[Available data Boundary: Start]

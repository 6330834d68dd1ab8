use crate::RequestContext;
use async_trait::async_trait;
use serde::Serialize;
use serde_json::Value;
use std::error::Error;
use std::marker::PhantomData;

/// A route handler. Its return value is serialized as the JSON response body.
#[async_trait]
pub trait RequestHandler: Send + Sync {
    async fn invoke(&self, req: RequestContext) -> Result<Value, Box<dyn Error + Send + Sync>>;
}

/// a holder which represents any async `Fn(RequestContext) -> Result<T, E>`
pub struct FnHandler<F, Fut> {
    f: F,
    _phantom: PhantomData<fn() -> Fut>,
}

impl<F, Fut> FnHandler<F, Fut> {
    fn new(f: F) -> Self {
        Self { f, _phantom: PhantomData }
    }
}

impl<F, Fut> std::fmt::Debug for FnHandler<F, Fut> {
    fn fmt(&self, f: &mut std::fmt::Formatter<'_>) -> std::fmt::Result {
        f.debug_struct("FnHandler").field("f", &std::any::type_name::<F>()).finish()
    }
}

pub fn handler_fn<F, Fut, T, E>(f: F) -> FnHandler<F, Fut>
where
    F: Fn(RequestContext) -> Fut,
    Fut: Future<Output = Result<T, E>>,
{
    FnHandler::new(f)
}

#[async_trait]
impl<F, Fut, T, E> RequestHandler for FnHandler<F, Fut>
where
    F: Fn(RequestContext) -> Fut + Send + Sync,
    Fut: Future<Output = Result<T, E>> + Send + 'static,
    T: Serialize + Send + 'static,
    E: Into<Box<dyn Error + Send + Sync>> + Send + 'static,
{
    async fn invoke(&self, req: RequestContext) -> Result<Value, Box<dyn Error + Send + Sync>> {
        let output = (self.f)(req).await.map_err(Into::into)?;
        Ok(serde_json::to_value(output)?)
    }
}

[Available data Boundary: End]

Copy each line of the records verbatim.

- Result of this exercise:
repository 6330834d68dd1ab8
use crate::RequestContext;
use async_trait::async_trait;
use serde::Serialize;
use serde_json::Value;
use std::error::Error;
use std::marker::PhantomData;

/// A route handler. Its return value is serialized as the JSON response body.
#[async_trait]
pub trait RequestHandler: Send + Sync {
    async fn invoke(&self, req: RequestContext) -> Result<Value, Box<dyn Error + Send + Sync>>;
}

/// a holder which represents any async `Fn(RequestContext) -> Result<T, E>`
pub struct FnHandler<F, Fut> {
    f: F,
    _phantom: PhantomData<fn() -> Fut>,
}

impl<F, Fut> FnHandler<F, Fut> {
    fn new(f: F) -> Self {
        Self { f, _phantom: PhantomData }
    }
}

impl<F, Fut> std::fmt::Debug for FnHandler<F, Fut> {
    fn fmt(&self, f: &mut std::fmt::Formatter<'_>) -> std::fmt::Result {
        f.debug_struct("FnHandler").field("f", &std::any::type_name::<F>()).finish()
    }
}

pub fn handler_fn<F, Fut, T, E>(f: F) -> FnHandler<F, Fut>
where
    F: Fn(RequestContext) -> Fut,
    Fut: Future<Output = Result<T, E>>,
{
    FnHandler::new(f)
}

#[async_trait]
impl<F, Fut, T, E> RequestHandler for FnHandler<F, Fut>
where
    F: Fn(RequestContext) -> Fut + Send + Sync,
    Fut: Future<Output = Result<T, E>> + Send + 'static,
    T: Serialize + Send + 'static,
    E: Into<Box<dyn Error + Send + Sync>> + Send + 'static,
{
    async fn invoke(&self, req: RequestContext) -> Result<Value, Box<dyn Error + Send + Sync>> {
        let output = (self.f)(req).await.map_err(Into::into)?;
        Ok(serde_json::to_value(output)?)
    }
}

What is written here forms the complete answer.